En Cataluña los niños no vienen con un pan debajo del brazo, como acostumbran en otros lugares, sino con un carnet del Consell per la República en la boca y reclamando a berridos, cómo si no, el 3% de toda la leche en polvo del hospital. Pero aun con ser importantes signos de catalanidad los mencionados, ninguno lo es tanto como el nombre. El nombre ha de ser inequívocamente catalán, Cataluña es también el único lugar del mundo donde el nombre que eligen los padres para su retoño, convierte a éste en nativo o extranjero. O lo que es lo mismo, en catalán o en mindundis, puesto que sabido es que quien no es catalán, es un pobre diablo.

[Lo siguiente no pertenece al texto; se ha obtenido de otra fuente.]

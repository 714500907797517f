use anyhow::Result;
use clap::Parser;
use std::path::PathBuf;
use tracing_subscriber::{fmt, EnvFilter};

mod config;
mod plotting;
mod workflow;

/// Plans a multi-stage aquaculture production run and compares sequential against
/// overlapping batch scheduling.
#[derive(Debug, Parser)]
#[command(name = "aquaforge", version, about)]
pub struct Cli {
    /// A species YAML file, or a directory of them. Built-in species are used when omitted.
    #[arg(long, env = "AQUAFORGE_SPECIES")]
    pub species: Option<PathBuf>,

    /// A facility YAML file. The reference plant is used when omitted.
    #[arg(long, env = "AQUAFORGE_FACILITY")]
    pub facility_file: Option<PathBuf>,

    #[arg(long, env = "AQUAFORGE_MIN_LARVAE", default_value_t = 1_000_000)]
    pub min_larvae: u64,

    #[arg(long, env = "AQUAFORGE_MAX_LARVAE", default_value_t = 2_500_000)]
    pub max_larvae: u64,

    /// Seed for the larvae draw; runs with the same seed produce the same batches.
    #[arg(long, env = "AQUAFORGE_SEED")]
    pub seed: Option<u64>,

    #[arg(long, env = "AQUAFORGE_OUTPUT_DIR", default_value = "./data/runs")]
    pub output_dir: PathBuf,

    /// Skip PNG chart generation.
    #[arg(long)]
    pub no_charts: bool,

    #[command(flatten)]
    pub facility: config::FacilityOverrides,
}

fn init_logging() {
    let filter = EnvFilter::try_from_default_env().unwrap_or_else(|_| EnvFilter::new("info"));
    fmt()
        .with_env_filter(filter)
        .with_target(true)
        .with_line_number(true)
        .with_writer(std::io::stderr)
        .init();
}

fn main() -> Result<()> {
    init_logging();
    let cli = Cli::parse();

    println!("--- Aquaforge Production Planner ---");

    let output_dir = workflow::run(&cli)?;

    println!("\nPlanning run complete. Results are in '{}'", output_dir.display());

    Ok(())
}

Los nombres catalanes que se llevan hoy en día -han pasado a la historia los Joan, Josep y Ramon, incluso el magnífico Guillem- suelen ser de una sola sílaba, como los de los perros, que así lo aprenden más rápido y vienen corriendo en cuanto se les llama, los perros, digo, que los niños ni por esas. Pol, Nil, Roc, Bru, Lluc y cosas así, que hace pocos años habrían movido a risa de escucharlos por la calle, hoy son signo de catalanidad. Por lo que respecta a las niñas, Lluna, Laia, Arlet, Bet y otras cosas raras, suenan también muy catalanas, aunque -salvo la última- padezcan exceso de sílabas. Por eso los catalanes auténticos se rasgaron las vestiduras al saber que los primeros bebés catalanes de 2023 se llamaban Zakaria, Yousaf. Álex Adrián, Dayla Mia y Abdul Jabbar, se conoce que los padres de éste serían aficionados al baloncesto. No estoy seguro de que pasar de reclamar obispos catalanes a reclamar nombres catalanes de bebé, sea un avance significativo, pero así están las cosas.
Lo único que tiene un recién nacido en propiedad es el nombre. No tiene todavía ni religión, ni ideas políticas, ni nada. Ya es mala suerte que esta su única posesión sirva para discriminarle, pero Cataluña es así, no basta con nacer aquí, no basta con vivir aquí, no basta con hablar catalán, no basta con pagar impuestos en Cataluña: debe uno tener un nombre catalán. Ya habrá tiempo, cuando crezcan todos esos recién nacidos, de meternos con su forma de vestir, de momento han llegado desnudos al mundo y tendremos que esperar unos años para recriminarles que vistan chilaba o que se cubran el pelo con un velo.
En realidad, quienes critican el nombre que unos padres ponen a su hijito recién nacido, no son más que racistas. Pero como queda feo escribir en las redes cosas como “qué vergüenza que los primeros catalanes del año sean todos de color oscuro”, se contentan con ponerles de vuelta y media por el nombre. Puede que incluso en su fuero interno piensen que eso no es racismo sino onomastiquismo o nombrismo, con lo que quedan más tranquilos.
-Yo jamás me metería con alguien por su color de piel o por su raza, oiga, que yo soy muy tolerante. Yo solo me meto con los recién nacidos, y además es por el nombre que les han puesto, un respeto conmigo.
Lo que deberían hacer los que tanto se preocupan por la pureza de la raza catalana, perdón, de los nombres catalanes, es ponerse ellos a procrear, que es muy fácil criticar a los demás desde el sofá de casa en lugar de estar en la cama dale que te pego, para traer al mundo algún Nil o alguna Laia. Obras son amores y no buenas razones, quien quiera catalanitos que se los fabrique, y que les ponga después el nombre que quiera. Apuntando bien, por supuesto, que se trata de que el retoño llegue al mundo el primer día del año, para que TV3 pueda por fin dar la noticia de que los primeros catalanes del año son catalanes de verdad, y no extranjeros nacidos en Cataluña, como, según los guardianes de las esencias catalanas, han sido los de este año. Menos predicar y más dar trigo, o por lo menos, poner la simiente.